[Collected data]
= = = =

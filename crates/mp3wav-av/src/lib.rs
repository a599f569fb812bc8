//! # mp3wav-av
//!
//! Decoder staging and process execution for mp3wav.
//!
//! This crate provides:
//!
//! - **Decoder providers** ([`StagedDecoder`], [`SystemDecoder`]) -- yield an
//!   executable mpg123 path, copying the bundled binary into a writable
//!   directory when needed.
//! - **Command execution** ([`ToolCommand`]) -- async argument-vector builder
//!   with optional timeout and a shell-escaped display form.
//! - **Output handles** ([`OutputFile`]) -- caller-given or generated output
//!   paths with drop-based cleanup.
//! - **Conversion** ([`Converter`]) -- the MP3 to WAV workflow.

pub mod command;
pub mod convert;
pub mod locator;
pub mod output;

// ---- Re-exports for convenience ----

pub use command::{shell_quote, ToolCommand, ToolOutput};
pub use convert::{Converter, ConverterSettings};
pub use locator::{
    check_decoder, provider_from_config, resolve_bundled, DecoderInfo, DecoderProvider,
    StagedDecoder, SystemDecoder,
};
pub use output::OutputFile;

= = = =

● Task goal
Retype each line above with no alterations.

● Result for this exercise
filename crates/mp3wav-av/src/lib.rs
repository a599f569fb812bc8
//! # mp3wav-av
//!
//! Decoder staging and process execution for mp3wav.
//!
//! This crate provides:
//!
//! - **Decoder providers** ([`StagedDecoder`], [`SystemDecoder`]) -- yield an
//!   executable mpg123 path, copying the bundled binary into a writable
//!   directory when needed.
//! - **Command execution** ([`ToolCommand`]) -- async argument-vector builder
//!   with optional timeout and a shell-escaped display form.
//! - **Output handles** ([`OutputFile`]) -- caller-given or generated output
//!   paths with drop-based cleanup.
//! - **Conversion** ([`Converter`]) -- the MP3 to WAV workflow.

pub mod command;
pub mod convert;
pub mod locator;
pub mod output;

// ---- Re-exports for convenience ----

pub use command::{shell_quote, ToolCommand, ToolOutput};
pub use convert::{Converter, ConverterSettings};
pub use locator::{
    check_decoder, provider_from_config, resolve_bundled, DecoderInfo, DecoderProvider,
    StagedDecoder, SystemDecoder,
};
pub use output::OutputFile;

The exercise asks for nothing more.